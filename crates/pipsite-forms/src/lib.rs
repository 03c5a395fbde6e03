//! Visitor-facing forms: contact requests and newsletter signups.
//!
//! Both flows validate the raw input first. Validation failures are not
//! errors; they come back as a [`FormOutcome`] carrying per-field messages,
//! which the site returns to the browser as JSON.

mod contact;
mod error;
mod fs;
mod mail;
mod newsletter;
mod validation;

use serde::Serialize;

pub use contact::{ContactForm, ContactLog, ContactRecord, ContactService, ContactSubmission};
pub use error::{FormError, FormResult};
pub use fs::{append_line, atomic_write};
pub use mail::{Mailer, OutboxMailer, OutgoingMail};
pub use newsletter::{
    mailing_list, LocalMailingList, MailchimpList, MailingList, NewsletterForm,
    NewsletterService, SubscribeStatus, Subscriber,
};
pub use validation::{is_email, ValidationErrors};

/// Result of a form submission as reported to the browser.
#[derive(Clone, Debug, Eq, PartialEq, Serialize)]
pub struct FormOutcome {
    pub success: bool,
    #[serde(skip_serializing_if = "Option::is_none")]
    pub errors: Option<ValidationErrors>,
}

impl FormOutcome {
    pub fn accepted() -> Self {
        Self {
            success: true,
            errors: None,
        }
    }

    pub fn rejected(errors: ValidationErrors) -> Self {
        Self {
            success: false,
            errors: Some(errors),
        }
    }
}

#[cfg(test)]
mod tests {
    use super::*;

    #[test]
    fn accepted_outcome_omits_errors() {
        assert_eq!(
            serde_json::to_string(&FormOutcome::accepted()).unwrap(),
            r#"{"success":true}"#
        );
    }

    #[test]
    fn rejected_outcome_lists_fields() {
        let mut errors = ValidationErrors::new();
        errors.add("email", "The email field is required.");
        assert_eq!(
            serde_json::to_string(&FormOutcome::rejected(errors)).unwrap(),
            r#"{"success":false,"errors":{"email":["The email field is required."]}}"#
        );
    }
}
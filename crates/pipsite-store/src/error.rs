use std::io;

use thiserror::Error;

#[derive(Debug, Error)]
pub enum StoreError {
    #[error("no stored object at '{key}'")]
    NotFound { key: String },

    #[error("invalid store key '{key}': {reason}")]
    InvalidKey { key: String, reason: String },

    #[error("object at '{key}' is not valid UTF-8")]
    InvalidUtf8 { key: String },

    #[error("i/o error reading '{key}': {source}")]
    Io { key: String, source: io::Error },
}

impl StoreError {
    pub fn is_not_found(&self) -> bool {
        matches!(self, Self::NotFound { .. })
    }
}

pub type StoreResult<T> = Result<T, StoreError>;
::::
## WHAT YOU SHOULD DO
Which lines above carry the string "crates"? Copy those lines.

## RESPONSE AREA
filename crates/pipsite-forms/src/lib.rs
filename crates/pipsite-store/src/error.rs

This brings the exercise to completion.